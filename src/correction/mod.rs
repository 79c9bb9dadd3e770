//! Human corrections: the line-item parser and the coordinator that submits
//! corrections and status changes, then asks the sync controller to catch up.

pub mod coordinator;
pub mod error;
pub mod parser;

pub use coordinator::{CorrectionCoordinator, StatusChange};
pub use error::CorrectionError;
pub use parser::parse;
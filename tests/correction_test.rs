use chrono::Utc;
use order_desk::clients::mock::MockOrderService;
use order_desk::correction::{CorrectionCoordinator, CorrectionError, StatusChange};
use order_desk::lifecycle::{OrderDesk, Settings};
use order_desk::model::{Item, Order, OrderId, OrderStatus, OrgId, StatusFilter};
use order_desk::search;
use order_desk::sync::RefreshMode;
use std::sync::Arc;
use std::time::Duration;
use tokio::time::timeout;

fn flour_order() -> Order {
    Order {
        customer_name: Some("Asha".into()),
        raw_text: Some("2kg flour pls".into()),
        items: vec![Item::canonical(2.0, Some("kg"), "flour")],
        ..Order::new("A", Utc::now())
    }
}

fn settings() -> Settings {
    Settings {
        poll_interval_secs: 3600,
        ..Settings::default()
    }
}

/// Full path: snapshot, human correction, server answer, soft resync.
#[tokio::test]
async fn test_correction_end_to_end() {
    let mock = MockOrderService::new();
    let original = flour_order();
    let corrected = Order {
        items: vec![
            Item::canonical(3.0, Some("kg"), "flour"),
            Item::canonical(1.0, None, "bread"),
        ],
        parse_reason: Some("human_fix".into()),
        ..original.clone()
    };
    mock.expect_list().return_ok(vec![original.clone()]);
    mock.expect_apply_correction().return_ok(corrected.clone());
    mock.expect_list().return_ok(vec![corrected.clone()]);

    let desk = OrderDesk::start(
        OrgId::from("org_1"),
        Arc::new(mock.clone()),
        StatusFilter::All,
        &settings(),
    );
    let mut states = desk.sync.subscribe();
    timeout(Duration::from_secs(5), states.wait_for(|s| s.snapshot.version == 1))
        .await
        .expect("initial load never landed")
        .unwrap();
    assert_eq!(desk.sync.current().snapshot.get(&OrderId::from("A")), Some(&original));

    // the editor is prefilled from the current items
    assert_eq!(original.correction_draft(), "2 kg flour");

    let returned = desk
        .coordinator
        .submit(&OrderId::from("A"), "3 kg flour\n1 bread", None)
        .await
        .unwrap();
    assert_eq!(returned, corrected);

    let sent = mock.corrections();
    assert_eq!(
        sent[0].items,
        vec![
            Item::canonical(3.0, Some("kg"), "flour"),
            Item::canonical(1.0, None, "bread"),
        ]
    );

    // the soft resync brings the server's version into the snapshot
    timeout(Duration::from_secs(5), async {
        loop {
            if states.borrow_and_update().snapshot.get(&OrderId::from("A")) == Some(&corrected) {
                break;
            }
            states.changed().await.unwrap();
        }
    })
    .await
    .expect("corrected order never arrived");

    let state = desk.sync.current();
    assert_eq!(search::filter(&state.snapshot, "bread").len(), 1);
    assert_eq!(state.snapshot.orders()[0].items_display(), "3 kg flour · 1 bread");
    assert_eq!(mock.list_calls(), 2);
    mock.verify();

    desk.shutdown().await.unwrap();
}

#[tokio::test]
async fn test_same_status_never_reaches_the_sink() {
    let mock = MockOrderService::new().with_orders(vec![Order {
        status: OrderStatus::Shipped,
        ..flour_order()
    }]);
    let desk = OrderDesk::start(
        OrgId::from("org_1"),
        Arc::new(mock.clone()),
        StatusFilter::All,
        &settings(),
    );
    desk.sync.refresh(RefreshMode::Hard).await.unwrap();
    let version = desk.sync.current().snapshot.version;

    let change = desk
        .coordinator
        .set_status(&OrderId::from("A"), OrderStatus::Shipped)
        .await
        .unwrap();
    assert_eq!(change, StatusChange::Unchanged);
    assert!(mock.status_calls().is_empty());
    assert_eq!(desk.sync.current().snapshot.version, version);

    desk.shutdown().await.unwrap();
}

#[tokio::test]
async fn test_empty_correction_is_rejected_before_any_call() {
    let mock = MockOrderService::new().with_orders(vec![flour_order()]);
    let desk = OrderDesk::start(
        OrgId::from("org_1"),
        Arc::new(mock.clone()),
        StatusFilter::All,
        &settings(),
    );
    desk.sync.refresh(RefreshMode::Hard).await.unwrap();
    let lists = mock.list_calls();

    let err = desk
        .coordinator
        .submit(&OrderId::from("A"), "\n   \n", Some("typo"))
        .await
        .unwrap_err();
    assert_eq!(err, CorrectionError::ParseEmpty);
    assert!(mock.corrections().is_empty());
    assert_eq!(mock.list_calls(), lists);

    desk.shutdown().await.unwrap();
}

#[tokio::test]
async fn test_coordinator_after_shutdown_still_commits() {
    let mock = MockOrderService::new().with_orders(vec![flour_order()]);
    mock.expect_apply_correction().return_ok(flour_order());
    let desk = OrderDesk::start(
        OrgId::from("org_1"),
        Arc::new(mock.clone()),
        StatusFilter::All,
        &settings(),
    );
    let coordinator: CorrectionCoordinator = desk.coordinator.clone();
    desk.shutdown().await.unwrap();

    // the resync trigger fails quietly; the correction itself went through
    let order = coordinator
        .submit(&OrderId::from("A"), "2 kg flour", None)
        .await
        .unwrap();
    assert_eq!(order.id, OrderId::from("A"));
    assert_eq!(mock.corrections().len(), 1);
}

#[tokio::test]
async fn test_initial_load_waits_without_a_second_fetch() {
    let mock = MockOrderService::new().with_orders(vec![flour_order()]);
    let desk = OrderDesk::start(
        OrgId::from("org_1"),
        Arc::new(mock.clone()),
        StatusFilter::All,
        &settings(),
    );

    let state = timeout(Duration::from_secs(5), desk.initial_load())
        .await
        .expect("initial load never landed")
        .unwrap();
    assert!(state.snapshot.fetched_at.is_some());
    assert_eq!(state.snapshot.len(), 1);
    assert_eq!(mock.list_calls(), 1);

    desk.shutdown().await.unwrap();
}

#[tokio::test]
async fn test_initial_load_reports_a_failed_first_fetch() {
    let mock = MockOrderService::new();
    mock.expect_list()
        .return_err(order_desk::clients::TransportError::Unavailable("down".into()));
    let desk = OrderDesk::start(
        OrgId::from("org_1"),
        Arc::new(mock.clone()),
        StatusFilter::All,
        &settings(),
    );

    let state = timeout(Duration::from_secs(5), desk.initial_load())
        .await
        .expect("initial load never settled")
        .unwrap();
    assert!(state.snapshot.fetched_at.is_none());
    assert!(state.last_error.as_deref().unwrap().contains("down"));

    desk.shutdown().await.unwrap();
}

== WORK TO COMPLETE ==
Nothing in the records should be altered when they are written out again.

== OUTPUT ==
filename src/correction/mod.rs
repository 79c9bb9dadd3e770
//! Human corrections: the line-item parser and the coordinator that submits
//! corrections and status changes, then asks the sync controller to catch up.

pub mod coordinator;
pub mod error;
pub mod parser;

pub use coordinator::{CorrectionCoordinator, StatusChange};
pub use error::CorrectionError;
pub use parser::parse;
filename tests/correction_test.rs
use chrono::Utc;
use order_desk::clients::mock::MockOrderService;
use order_desk::correction::{CorrectionCoordinator, CorrectionError, StatusChange};
use order_desk::lifecycle::{OrderDesk, Settings};
use order_desk::model::{Item, Order, OrderId, OrderStatus, OrgId, StatusFilter};
use order_desk::search;
use order_desk::sync::RefreshMode;
use std::sync::Arc;
use std::time::Duration;
use tokio::time::timeout;

fn flour_order() -> Order {
    Order {
        customer_name: Some("Asha".into()),
        raw_text: Some("2kg flour pls".into()),
        items: vec![Item::canonical(2.0, Some("kg"), "flour")],
        ..Order::new("A", Utc::now())
    }
}

fn settings() -> Settings {
    Settings {
        poll_interval_secs: 3600,
        ..Settings::default()
    }
}

/// Full path: snapshot, human correction, server answer, soft resync.
#[tokio::test]
async fn test_correction_end_to_end() {
    let mock = MockOrderService::new();
    let original = flour_order();
    let corrected = Order {
        items: vec![
            Item::canonical(3.0, Some("kg"), "flour"),
            Item::canonical(1.0, None, "bread"),
        ],
        parse_reason: Some("human_fix".into()),
        ..original.clone()
    };
    mock.expect_list().return_ok(vec![original.clone()]);
    mock.expect_apply_correction().return_ok(corrected.clone());
    mock.expect_list().return_ok(vec![corrected.clone()]);

    let desk = OrderDesk::start(
        OrgId::from("org_1"),
        Arc::new(mock.clone()),
        StatusFilter::All,
        &settings(),
    );
    let mut states = desk.sync.subscribe();
    timeout(Duration::from_secs(5), states.wait_for(|s| s.snapshot.version == 1))
        .await
        .expect("initial load never landed")
        .unwrap();
    assert_eq!(desk.sync.current().snapshot.get(&OrderId::from("A")), Some(&original));

    // the editor is prefilled from the current items
    assert_eq!(original.correction_draft(), "2 kg flour");

    let returned = desk
        .coordinator
        .submit(&OrderId::from("A"), "3 kg flour\n1 bread", None)
        .await
        .unwrap();
    assert_eq!(returned, corrected);

    let sent = mock.corrections();
    assert_eq!(
        sent[0].items,
        vec![
            Item::canonical(3.0, Some("kg"), "flour"),
            Item::canonical(1.0, None, "bread"),
        ]
    );

    // the soft resync brings the server's version into the snapshot
    timeout(Duration::from_secs(5), async {
        loop {
            if states.borrow_and_update().snapshot.get(&OrderId::from("A")) == Some(&corrected) {
                break;
            }
            states.changed().await.unwrap();
        }
    })
    .await
    .expect("corrected order never arrived");

    let state = desk.sync.current();
    assert_eq!(search::filter(&state.snapshot, "bread").len(), 1);
    assert_eq!(state.snapshot.orders()[0].items_display(), "3 kg flour · 1 bread");
    assert_eq!(mock.list_calls(), 2);
    mock.verify();

    desk.shutdown().await.unwrap();
}

#[tokio::test]
async fn test_same_status_never_reaches_the_sink() {
    let mock = MockOrderService::new().with_orders(vec![Order {
        status: OrderStatus::Shipped,
        ..flour_order()
    }]);
    let desk = OrderDesk::start(
        OrgId::from("org_1"),
        Arc::new(mock.clone()),
        StatusFilter::All,
        &settings(),
    );
    desk.sync.refresh(RefreshMode::Hard).await.unwrap();
    let version = desk.sync.current().snapshot.version;

    let change = desk
        .coordinator
        .set_status(&OrderId::from("A"), OrderStatus::Shipped)
        .await
        .unwrap();
    assert_eq!(change, StatusChange::Unchanged);
    assert!(mock.status_calls().is_empty());
    assert_eq!(desk.sync.current().snapshot.version, version);

    desk.shutdown().await.unwrap();
}

#[tokio::test]
async fn test_empty_correction_is_rejected_before_any_call() {
    let mock = MockOrderService::new().with_orders(vec![flour_order()]);
    let desk = OrderDesk::start(
        OrgId::from("org_1"),
        Arc::new(mock.clone()),
        StatusFilter::All,
        &settings(),
    );
    desk.sync.refresh(RefreshMode::Hard).await.unwrap();
    let lists = mock.list_calls();

    let err = desk
        .coordinator
        .submit(&OrderId::from("A"), "\n   \n", Some("typo"))
        .await
        .unwrap_err();
    assert_eq!(err, CorrectionError::ParseEmpty);
    assert!(mock.corrections().is_empty());
    assert_eq!(mock.list_calls(), lists);

    desk.shutdown().await.unwrap();
}

#[tokio::test]
async fn test_coordinator_after_shutdown_still_commits() {
    let mock = MockOrderService::new().with_orders(vec![flour_order()]);
    mock.expect_apply_correction().return_ok(flour_order());
    let desk = OrderDesk::start(
        OrgId::from("org_1"),
        Arc::new(mock.clone()),
        StatusFilter::All,
        &settings(),
    );
    let coordinator: CorrectionCoordinator = desk.coordinator.clone();
    desk.shutdown().await.unwrap();

    // the resync trigger fails quietly; the correction itself went through
    let order = coordinator
        .submit(&OrderId::from("A"), "2 kg flour", None)
        .await
        .unwrap();
    assert_eq!(order.id, OrderId::from("A"));
    assert_eq!(mock.corrections().len(), 1);
}

#[tokio::test]
async fn test_initial_load_waits_without_a_second_fetch() {
    let mock = MockOrderService::new().with_orders(vec![flour_order()]);
    let desk = OrderDesk::start(
        OrgId::from("org_1"),
        Arc::new(mock.clone()),
        StatusFilter::All,
        &settings(),
    );

    let state = timeout(Duration::from_secs(5), desk.initial_load())
        .await
        .expect("initial load never landed")
        .unwrap();
    assert!(state.snapshot.fetched_at.is_some());
    assert_eq!(state.snapshot.len(), 1);
    assert_eq!(mock.list_calls(), 1);

    desk.shutdown().await.unwrap();
}

#[tokio::test]
async fn test_initial_load_reports_a_failed_first_fetch() {
    let mock = MockOrderService::new();
    mock.expect_list()
        .return_err(order_desk::clients::TransportError::Unavailable("down".into()));
    let desk = OrderDesk::start(
        OrgId::from("org_1"),
        Arc::new(mock.clone()),
        StatusFilter::All,
        &settings(),
    );

    let state = timeout(Duration::from_secs(5), desk.initial_load())
        .await
        .expect("initial load never settled")
        .unwrap();
    assert!(state.snapshot.fetched_at.is_none());
    assert!(state.last_error.as_deref().unwrap().contains("down"));

    desk.shutdown().await.unwrap();
}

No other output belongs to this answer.